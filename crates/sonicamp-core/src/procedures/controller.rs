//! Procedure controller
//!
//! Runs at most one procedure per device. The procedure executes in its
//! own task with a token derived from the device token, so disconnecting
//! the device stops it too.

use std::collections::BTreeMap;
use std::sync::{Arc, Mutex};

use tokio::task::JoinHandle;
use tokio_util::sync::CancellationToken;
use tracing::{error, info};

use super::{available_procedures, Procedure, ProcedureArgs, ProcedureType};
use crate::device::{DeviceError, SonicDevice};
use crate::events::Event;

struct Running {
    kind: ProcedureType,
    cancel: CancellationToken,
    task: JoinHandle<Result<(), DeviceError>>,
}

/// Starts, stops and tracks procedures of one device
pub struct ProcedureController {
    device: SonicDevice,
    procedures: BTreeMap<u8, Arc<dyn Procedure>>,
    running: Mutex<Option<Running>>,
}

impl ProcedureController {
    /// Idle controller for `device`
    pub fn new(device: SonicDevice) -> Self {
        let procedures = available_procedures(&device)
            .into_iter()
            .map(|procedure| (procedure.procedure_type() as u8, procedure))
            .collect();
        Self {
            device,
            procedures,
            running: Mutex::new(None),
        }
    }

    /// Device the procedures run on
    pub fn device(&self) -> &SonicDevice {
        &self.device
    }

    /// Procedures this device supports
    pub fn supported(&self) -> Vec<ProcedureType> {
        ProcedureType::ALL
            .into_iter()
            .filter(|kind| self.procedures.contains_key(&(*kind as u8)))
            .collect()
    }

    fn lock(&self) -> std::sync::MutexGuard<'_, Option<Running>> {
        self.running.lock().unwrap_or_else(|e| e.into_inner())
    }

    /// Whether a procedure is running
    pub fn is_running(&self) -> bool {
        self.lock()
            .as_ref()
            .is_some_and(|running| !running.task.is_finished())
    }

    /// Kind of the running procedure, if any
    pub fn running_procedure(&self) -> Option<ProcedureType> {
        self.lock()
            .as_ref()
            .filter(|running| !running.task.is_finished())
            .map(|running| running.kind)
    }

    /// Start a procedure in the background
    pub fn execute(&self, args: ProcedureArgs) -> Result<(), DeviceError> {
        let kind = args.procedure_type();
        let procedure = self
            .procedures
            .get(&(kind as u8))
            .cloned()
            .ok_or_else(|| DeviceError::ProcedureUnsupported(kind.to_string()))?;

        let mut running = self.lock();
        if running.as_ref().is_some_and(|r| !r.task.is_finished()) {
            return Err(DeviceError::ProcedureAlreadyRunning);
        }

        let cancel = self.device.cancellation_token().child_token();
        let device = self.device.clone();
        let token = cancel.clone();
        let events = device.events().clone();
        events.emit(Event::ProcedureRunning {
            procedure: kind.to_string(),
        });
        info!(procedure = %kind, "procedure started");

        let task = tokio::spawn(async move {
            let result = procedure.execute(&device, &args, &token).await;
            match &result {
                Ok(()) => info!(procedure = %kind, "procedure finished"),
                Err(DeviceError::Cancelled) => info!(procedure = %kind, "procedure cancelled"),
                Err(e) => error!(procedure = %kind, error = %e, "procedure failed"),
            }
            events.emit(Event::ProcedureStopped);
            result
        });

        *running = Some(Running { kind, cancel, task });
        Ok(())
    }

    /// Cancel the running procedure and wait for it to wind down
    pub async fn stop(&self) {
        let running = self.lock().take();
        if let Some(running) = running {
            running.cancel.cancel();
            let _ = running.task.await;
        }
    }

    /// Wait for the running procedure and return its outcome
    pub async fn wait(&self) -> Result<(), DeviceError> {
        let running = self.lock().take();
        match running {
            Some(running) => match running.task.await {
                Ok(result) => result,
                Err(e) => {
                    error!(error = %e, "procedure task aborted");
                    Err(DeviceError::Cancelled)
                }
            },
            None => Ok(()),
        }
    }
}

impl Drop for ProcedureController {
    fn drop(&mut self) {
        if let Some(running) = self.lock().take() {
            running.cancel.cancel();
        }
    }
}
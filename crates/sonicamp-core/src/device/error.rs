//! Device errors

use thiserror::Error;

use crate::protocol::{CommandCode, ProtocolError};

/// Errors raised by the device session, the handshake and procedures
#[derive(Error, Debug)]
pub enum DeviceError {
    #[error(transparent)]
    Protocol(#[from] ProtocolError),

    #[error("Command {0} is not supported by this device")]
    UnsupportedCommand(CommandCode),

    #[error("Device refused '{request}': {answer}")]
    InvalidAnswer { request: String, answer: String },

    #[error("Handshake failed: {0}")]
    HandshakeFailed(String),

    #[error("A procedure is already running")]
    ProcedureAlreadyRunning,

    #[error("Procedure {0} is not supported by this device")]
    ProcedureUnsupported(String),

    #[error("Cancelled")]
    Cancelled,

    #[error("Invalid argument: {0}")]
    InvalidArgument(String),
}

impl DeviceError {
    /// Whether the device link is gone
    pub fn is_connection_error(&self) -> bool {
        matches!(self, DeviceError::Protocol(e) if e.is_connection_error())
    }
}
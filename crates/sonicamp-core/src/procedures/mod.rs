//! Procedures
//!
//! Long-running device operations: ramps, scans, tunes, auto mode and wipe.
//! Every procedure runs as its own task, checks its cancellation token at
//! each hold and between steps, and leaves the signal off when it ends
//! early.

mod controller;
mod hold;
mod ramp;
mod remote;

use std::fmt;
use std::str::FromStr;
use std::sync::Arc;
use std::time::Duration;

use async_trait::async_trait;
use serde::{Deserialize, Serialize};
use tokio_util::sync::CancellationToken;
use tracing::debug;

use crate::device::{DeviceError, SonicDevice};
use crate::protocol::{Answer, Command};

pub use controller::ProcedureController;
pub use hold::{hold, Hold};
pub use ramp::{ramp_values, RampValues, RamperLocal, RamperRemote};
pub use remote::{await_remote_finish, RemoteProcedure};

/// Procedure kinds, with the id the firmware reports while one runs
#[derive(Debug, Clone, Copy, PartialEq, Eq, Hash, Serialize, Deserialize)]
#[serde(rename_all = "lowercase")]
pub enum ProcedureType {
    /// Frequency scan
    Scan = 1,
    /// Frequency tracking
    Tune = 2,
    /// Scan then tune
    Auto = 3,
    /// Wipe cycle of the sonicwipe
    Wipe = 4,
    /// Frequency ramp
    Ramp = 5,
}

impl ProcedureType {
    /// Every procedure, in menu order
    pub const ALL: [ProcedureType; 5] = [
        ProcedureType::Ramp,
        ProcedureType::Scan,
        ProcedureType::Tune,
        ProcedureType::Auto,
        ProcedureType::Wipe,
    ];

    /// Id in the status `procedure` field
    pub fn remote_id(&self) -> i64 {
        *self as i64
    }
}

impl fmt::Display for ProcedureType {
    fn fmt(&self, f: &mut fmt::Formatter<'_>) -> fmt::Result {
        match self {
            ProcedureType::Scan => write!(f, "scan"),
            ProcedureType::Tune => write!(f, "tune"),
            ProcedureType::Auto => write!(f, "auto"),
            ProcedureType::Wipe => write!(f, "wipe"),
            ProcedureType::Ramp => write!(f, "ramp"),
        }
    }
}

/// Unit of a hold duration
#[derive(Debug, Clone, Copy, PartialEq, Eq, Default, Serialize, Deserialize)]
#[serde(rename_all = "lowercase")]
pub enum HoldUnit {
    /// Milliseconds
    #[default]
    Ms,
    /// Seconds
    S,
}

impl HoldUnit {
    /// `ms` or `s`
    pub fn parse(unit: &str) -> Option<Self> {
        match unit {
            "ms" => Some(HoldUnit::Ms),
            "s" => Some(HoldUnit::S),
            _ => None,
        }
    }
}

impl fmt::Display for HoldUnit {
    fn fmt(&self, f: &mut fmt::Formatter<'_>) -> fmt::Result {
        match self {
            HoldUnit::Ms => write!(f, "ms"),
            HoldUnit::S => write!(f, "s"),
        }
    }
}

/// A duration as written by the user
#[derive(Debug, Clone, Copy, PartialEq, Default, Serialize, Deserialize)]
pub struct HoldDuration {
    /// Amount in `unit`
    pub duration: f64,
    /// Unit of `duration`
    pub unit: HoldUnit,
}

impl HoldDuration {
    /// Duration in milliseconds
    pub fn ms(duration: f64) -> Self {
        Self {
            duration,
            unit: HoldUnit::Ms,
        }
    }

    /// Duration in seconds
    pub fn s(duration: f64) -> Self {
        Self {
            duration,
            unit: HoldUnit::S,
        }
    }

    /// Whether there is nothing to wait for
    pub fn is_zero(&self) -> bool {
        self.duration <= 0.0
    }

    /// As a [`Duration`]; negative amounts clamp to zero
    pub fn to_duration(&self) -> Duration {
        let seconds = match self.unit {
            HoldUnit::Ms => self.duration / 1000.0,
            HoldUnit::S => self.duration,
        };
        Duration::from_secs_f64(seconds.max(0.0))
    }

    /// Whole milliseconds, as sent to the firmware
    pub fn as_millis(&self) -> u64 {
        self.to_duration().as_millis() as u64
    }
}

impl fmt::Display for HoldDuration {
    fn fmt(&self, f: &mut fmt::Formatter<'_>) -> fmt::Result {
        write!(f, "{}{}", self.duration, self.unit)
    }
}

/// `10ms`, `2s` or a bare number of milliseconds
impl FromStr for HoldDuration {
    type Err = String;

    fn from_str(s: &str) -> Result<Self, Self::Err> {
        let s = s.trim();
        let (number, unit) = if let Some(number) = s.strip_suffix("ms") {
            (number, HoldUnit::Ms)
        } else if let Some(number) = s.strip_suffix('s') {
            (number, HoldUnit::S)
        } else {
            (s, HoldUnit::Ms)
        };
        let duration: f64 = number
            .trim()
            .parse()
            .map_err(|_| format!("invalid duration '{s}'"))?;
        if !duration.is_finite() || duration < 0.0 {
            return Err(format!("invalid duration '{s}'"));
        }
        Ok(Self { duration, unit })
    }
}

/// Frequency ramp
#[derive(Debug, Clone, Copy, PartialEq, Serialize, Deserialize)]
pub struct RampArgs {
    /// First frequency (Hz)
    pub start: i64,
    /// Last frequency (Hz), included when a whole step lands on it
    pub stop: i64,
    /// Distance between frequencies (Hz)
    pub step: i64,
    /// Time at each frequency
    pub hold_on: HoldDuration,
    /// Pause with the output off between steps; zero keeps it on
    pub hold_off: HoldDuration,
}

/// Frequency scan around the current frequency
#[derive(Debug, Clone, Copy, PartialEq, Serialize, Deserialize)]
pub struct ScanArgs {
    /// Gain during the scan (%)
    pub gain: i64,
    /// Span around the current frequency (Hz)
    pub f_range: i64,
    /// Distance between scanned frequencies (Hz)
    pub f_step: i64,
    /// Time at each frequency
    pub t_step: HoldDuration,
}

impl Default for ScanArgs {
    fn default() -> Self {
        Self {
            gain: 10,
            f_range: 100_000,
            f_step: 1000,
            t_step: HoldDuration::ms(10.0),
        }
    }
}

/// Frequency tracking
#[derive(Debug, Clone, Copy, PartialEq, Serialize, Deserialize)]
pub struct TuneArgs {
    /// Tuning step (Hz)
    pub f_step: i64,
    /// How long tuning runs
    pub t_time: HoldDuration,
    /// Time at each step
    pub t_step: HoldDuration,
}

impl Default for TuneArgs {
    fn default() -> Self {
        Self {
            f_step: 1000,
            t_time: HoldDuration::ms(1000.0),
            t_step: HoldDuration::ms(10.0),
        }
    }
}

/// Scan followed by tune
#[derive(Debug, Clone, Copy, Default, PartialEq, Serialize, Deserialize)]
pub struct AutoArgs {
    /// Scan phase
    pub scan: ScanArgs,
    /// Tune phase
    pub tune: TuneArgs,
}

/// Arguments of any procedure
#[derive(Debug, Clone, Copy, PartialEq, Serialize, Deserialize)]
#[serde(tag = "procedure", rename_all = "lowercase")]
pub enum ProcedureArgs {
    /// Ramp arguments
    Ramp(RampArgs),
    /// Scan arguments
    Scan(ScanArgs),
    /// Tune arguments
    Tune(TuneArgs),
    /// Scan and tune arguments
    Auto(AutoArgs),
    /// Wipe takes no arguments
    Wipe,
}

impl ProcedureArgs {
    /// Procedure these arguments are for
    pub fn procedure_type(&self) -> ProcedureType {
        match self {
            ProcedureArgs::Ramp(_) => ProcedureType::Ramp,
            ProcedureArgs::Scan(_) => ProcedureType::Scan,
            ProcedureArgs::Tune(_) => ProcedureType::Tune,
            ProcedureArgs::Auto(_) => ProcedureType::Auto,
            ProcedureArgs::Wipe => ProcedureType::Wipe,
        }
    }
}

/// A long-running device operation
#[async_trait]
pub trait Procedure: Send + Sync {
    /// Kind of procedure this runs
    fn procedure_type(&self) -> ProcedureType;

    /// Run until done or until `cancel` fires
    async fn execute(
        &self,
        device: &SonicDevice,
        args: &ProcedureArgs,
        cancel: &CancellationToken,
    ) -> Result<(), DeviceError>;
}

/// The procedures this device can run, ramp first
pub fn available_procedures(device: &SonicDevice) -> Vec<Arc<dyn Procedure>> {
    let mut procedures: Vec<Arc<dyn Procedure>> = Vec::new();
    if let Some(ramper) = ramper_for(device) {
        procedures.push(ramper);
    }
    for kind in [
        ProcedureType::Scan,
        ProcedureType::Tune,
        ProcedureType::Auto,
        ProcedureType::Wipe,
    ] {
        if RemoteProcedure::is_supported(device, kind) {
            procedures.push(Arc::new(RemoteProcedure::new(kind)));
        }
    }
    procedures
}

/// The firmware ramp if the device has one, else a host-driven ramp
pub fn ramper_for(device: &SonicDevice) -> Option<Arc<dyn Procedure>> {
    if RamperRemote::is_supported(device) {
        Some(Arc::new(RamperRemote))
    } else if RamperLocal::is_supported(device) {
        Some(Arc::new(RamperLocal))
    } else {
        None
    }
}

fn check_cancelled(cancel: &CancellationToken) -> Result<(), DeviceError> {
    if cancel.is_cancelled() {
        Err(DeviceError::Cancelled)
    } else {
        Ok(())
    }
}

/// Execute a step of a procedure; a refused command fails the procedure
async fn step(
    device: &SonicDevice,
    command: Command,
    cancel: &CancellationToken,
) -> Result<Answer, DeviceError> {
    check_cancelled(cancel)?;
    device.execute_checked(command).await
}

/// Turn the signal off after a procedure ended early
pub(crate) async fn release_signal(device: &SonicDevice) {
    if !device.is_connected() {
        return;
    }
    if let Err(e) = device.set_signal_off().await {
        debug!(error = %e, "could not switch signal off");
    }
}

### Required action
Could you work out how many lines in the material contain the word "ProcedureAlreadyRunning"? Reply with the number only.

### Written solution
2